Riportiamo l’ articolo pubblicato da Vanity Fair sperando possa riuscire a farci riflettere e a recuperare il nostro rapporto vero e autentico con i nostri figli:

«In 20 anni di lavoro pensavo di aver visto tutto, ma mi sbagliavo». Queste che seguono sono le parole di un pediatra, Jane Scott, che hanno fatto il giro della rete. Sono state pubblicate qualche tempo fa sull’Huffington Post e vale la pena riportarle integralmente.

«Un giorno, sono entrato nel mio studio e seduti ad attendermi c’erano un padre e il figlio di due anni entrambi con gli occhi incollati allo schermo dei loro smartphone, che con il dito indice non smettevano di fare su e giù. Ho chiesto quale fosse il motivo della loro visita e il bambino mi ha indicato le sue orecchie: aveva male. Erano rosse e infiammate.

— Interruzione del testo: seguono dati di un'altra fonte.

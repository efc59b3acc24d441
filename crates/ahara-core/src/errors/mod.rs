// ABOUTME: Unified error handling with standard error codes and structured context
// ABOUTME: Defines AppError, ErrorCode, and the inference-specific error taxonomy
//
// SPDX-License-Identifier: MIT OR Apache-2.0
// Copyright (c) 2025 Ahara Nutrition Intelligence

//! # Unified Error Handling System
//!
//! Centralized error handling for the Ahara workspace. Process-level failures
//! (artifact loading, configuration, serialization) are reported as [`AppError`]
//! with an [`ErrorCode`]; failures raised inside the inference pipeline are
//! [`InferenceError`] values that convert into `AppError` at the boundary.

/// Errors raised by the encoder, interpreter, and predictor seams
pub mod inference;

pub use inference::InferenceError;

use serde::{Deserialize, Serialize};
use std::fmt;
use thiserror::Error;

/// Standard error codes used throughout the application
#[derive(Debug, Clone, Copy, PartialEq, Eq, Hash, Serialize, Deserialize)]
pub enum ErrorCode {
    // Validation (3000-3999)
    /// Input failed a structural check
    #[serde(rename = "INVALID_INPUT")]
    InvalidInput = 3000,

    // Configuration (6000-6999)
    /// Generic configuration failure
    #[serde(rename = "CONFIG_ERROR")]
    ConfigError = 6000,
    /// Configuration or artifact failed validation
    #[serde(rename = "CONFIG_INVALID")]
    ConfigInvalid = 6002,

    // Internal Errors (9000-9999)
    /// Unexpected internal failure
    #[serde(rename = "INTERNAL_ERROR")]
    InternalError = 9000,
    /// Reading or writing a file failed
    #[serde(rename = "STORAGE_ERROR")]
    StorageError = 9002,
    /// JSON encoding or decoding failed
    #[serde(rename = "SERIALIZATION_ERROR")]
    SerializationError = 9003,
}

impl ErrorCode {
    /// Get the HTTP status code an HTTP-facing caller should use for this error
    #[must_use]
    pub const fn http_status(&self) -> u16 {
        match self {
            // 400 Bad Request
            Self::InvalidInput => 400,

            // 500 Internal Server Error
            Self::ConfigError
            | Self::ConfigInvalid
            | Self::InternalError
            | Self::StorageError
            | Self::SerializationError => 500,
        }
    }

    /// Get a user-friendly description of this error
    #[must_use]
    pub const fn description(&self) -> &'static str {
        match self {
            Self::InvalidInput => "The provided input is invalid",
            Self::ConfigError => "Configuration error encountered",
            Self::ConfigInvalid => "Configuration is invalid",
            Self::InternalError => "An internal error occurred",
            Self::StorageError => "Storage operation failed",
            Self::SerializationError => "Data serialization/deserialization failed",
        }
    }
}

/// Additional context that can be attached to errors
#[derive(Debug, Clone, Default, Serialize, Deserialize)]
pub struct ErrorContext {
    /// Resource the error refers to (artifact path, batch index, ...)
    pub resource_id: Option<String>,
    /// Additional key-value context
    pub details: Option<serde_json::Value>,
}

/// Unified error type for the application
#[derive(Debug, Error)]
pub struct AppError {
    /// Error code
    pub code: ErrorCode,
    /// Human-readable error message
    pub message: String,
    /// Additional context
    pub context: ErrorContext,
    /// Source error for error chaining
    #[source]
    pub source: Option<Box<dyn std::error::Error + Send + Sync>>,
}

impl AppError {
    /// Create a new `AppError` with the given code and message
    pub fn new(code: ErrorCode, message: impl Into<String>) -> Self {
        Self {
            code,
            message: message.into(),
            context: ErrorContext::default(),
            source: None,
        }
    }

    /// Add a resource ID to the error context
    #[must_use]
    pub fn with_resource_id(mut self, resource_id: impl Into<String>) -> Self {
        self.context.resource_id = Some(resource_id.into());
        self
    }

    /// Add details to the error context
    #[must_use]
    pub fn with_details(mut self, details: serde_json::Value) -> Self {
        self.context.details = Some(details);
        self
    }

    /// Add a source error for error chaining
    #[must_use]
    pub fn with_source(mut self, source: impl std::error::Error + Send + Sync + 'static) -> Self {
        self.source = Some(Box::new(source));
        self
    }

    /// Get the HTTP status code for this error
    #[must_use]
    pub const fn http_status(&self) -> u16 {
        self.code.http_status()
    }

    /// Invalid input
    pub fn invalid_input(message: impl Into<String>) -> Self {
        Self::new(ErrorCode::InvalidInput, message)
    }

    /// Configuration error
    pub fn config(message: impl Into<String>) -> Self {
        Self::new(ErrorCode::ConfigError, message)
    }

    /// Configuration or artifact present but invalid
    pub fn config_invalid(message: impl Into<String>) -> Self {
        Self::new(ErrorCode::ConfigInvalid, message)
    }

    /// Storage (file IO) error
    pub fn storage(message: impl Into<String>) -> Self {
        Self::new(ErrorCode::StorageError, message)
    }

    /// Internal error
    pub fn internal(message: impl Into<String>) -> Self {
        Self::new(ErrorCode::InternalError, message)
    }
}

impl fmt::Display for AppError {
    fn fmt(&self, f: &mut fmt::Formatter<'_>) -> fmt::Result {
        write!(f, "{}: {}", self.code.description(), self.message)
    }
}

/// Result type alias for convenience
pub type AppResult<T> = Result<T, AppError>;

impl From<serde_json::Error> for AppError {
    fn from(error: serde_json::Error) -> Self {
        let message = error.to_string();
        Self::new(ErrorCode::SerializationError, message).with_source(error)
    }
}

impl From<std::io::Error> for AppError {
    fn from(error: std::io::Error) -> Self {
        let message = error.to_string();
        Self::storage(message).with_source(error)
    }
}

impl From<InferenceError> for AppError {
    fn from(error: InferenceError) -> Self {
        let message = error.to_string();
        let app_error = match &error {
            InferenceError::Configuration(_) => Self::config(message),
            InferenceError::ShapeMismatch {
                context,
                expected,
                actual,
            } => Self::invalid_input(message).with_details(serde_json::json!({
                "context": context,
                "expected": expected,
                "actual": actual,
            })),
            InferenceError::ConstitutionIndex(index) => Self::invalid_input(message)
                .with_details(serde_json::json!({ "constitution": index })),
            InferenceError::Prediction(_) => Self::internal(message),
        };
        app_error.with_source(error)
    }
}
// ABOUTME: Application error surface re-exporting the core taxonomy
// ABOUTME: Adds the serializable error response used by callers at the process boundary
//
// SPDX-License-Identifier: MIT OR Apache-2.0
// Copyright (c) 2025 Ahara Nutrition Intelligence

//! # Error Handling
//!
//! [`AppError`] and [`InferenceError`] live in `ahara-core` so every crate in
//! the workspace shares one taxonomy. This module adds [`ErrorResponse`], the
//! JSON shape a caller sees when a request fails.

pub use ahara_core::errors::{AppError, AppResult, ErrorCode, ErrorContext, InferenceError};

use serde::{Deserialize, Serialize};

/// Top-level error body
#[derive(Debug, Serialize, Deserialize)]
pub struct ErrorResponse {
    /// Error details
    pub error: ErrorResponseDetails,
}

/// Error body details
#[derive(Debug, Serialize, Deserialize)]
pub struct ErrorResponseDetails {
    /// Stable error code
    pub code: ErrorCode,
    /// HTTP status the code maps to
    pub status: u16,
    /// Human-readable message
    pub message: String,
    /// Resource the error refers to
    #[serde(skip_serializing_if = "Option::is_none")]
    pub resource_id: Option<String>,
    /// Structured context
    #[serde(skip_serializing_if = "Option::is_none")]
    pub details: Option<serde_json::Value>,
}

impl From<AppError> for ErrorResponse {
    fn from(error: AppError) -> Self {
        Self {
            error: ErrorResponseDetails {
                code: error.code,
                status: error.http_status(),
                message: error.message,
                resource_id: error.context.resource_id,
                details: error.context.details,
            },
        }
    }
}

“Indovina un po’?”, ho detto al piccolo paziente. “Hai male perché hai un’infezione alle orecchie, ma non ti preoccupare, con le medicine passerà tutto”. Il bambino mi ha guardato ha ritirato fuori il telefono e ha tenuto premuto lo schermo. “Siri”, ha detto poi, “cos’è infezione alle orecchie?”.

Non l’ha chiesto a suo padre. Non l’ha chiesto nemmeno a me: ha affidato la sua domanda allo smartphone. È normale che un bambino, anche di 2 anni, sia esposto qualche minuto al giorno alle nuove tecnologie, sono i tempi moderni, ma ci sono dei limiti. In realtà, quello che mi ha spaventato è stato notare come quel piccolo avesse già imparato che quando ha una domanda può chiedere a Siri, non a suo padre: a Siri.

Questo bambino ha già imparato che quando ha una domanda, chi è subito pronto ad ascoltarlo e a rispondergli è Siri, e non il suo papà.

Ok, mi sono detto, magari è stato solo un episodio, ma di una cosa sono certo: questa nuova generazione di genitori ha un problema. Sono forse i più informati della storia, sempre connessi, sempre al centro, ma non sono davvero presenti. Quando passano del tempo in compagnia dei loro bambini, non tutti ma tanti, si comportano come se volessero essere da un’altra parte, sempre a controllare Facebook, Twitter… Ci sono ma non ci sono.

Vedo i risultati di questa inattenzione ogni giorno. I loro bambini soffrono di ansia da separazione e sono indisciplinati. Molti genitori penseranno che si tratta dei classici segni del “Voglio la tua attenzione, mamma!”, un grande classico dei bambini, ma in questi casi sono i segnali di un forte bisogno inespresso.

Per esempio, i ricercatori del Boston Medical Center hanno studiato l’atteggiamento di bambini e genitori al ristornate. Su 55 adulti, 40 erano attaccati al loro cellulare. Non solo, in molti casi mostravano segni di irritazione quando i bambini cercavano di attirare la loro attenzione.

Magari stavano tutti rispondendo a un’email importantissima. Magari stavano leggendo qualcosa di fondamentale, o stavano organizzando la serata. Ma una cosa è certa: stavano comunicando ai loro bambini che erano meno importanti di quello che succedeva sul loro smartphone.

Per molti può sembrare assurdo, ma non ci rendiamo conto di quanto tempo passiamo su internet. Quando stiamo coi nostri figli dobbiamo stare con loro. Niente email, Twitter, Facebook.

Vi do un’altra ragione per mettere giù il telefono: Facebook crea comunità, ma promuove anche la competizione e standard inarrivabili di perfezione. Leggiamo centinaia di post dei nostri amici sui loro figli ogni giorno. Sappiamo quanto sono bravi, belli ecc. E spesso ci facciamo delle domande: e il mio è bello, bravo, intelligente quanto il loro?

Non sono contro i social media, sono dell’idea che debbano essere usati con dei limiti. Non si può cercare di essere in due posti contemporaneamente.

In un’era caratterizzata da continue distrazioni, dobbiamo decidere cosa è più importante: stare al cellulare o dire ai nostri figli che li stiamo ascoltando, che siamo qui e che non vorremmo essere da nessuna altra parte se non con loro?».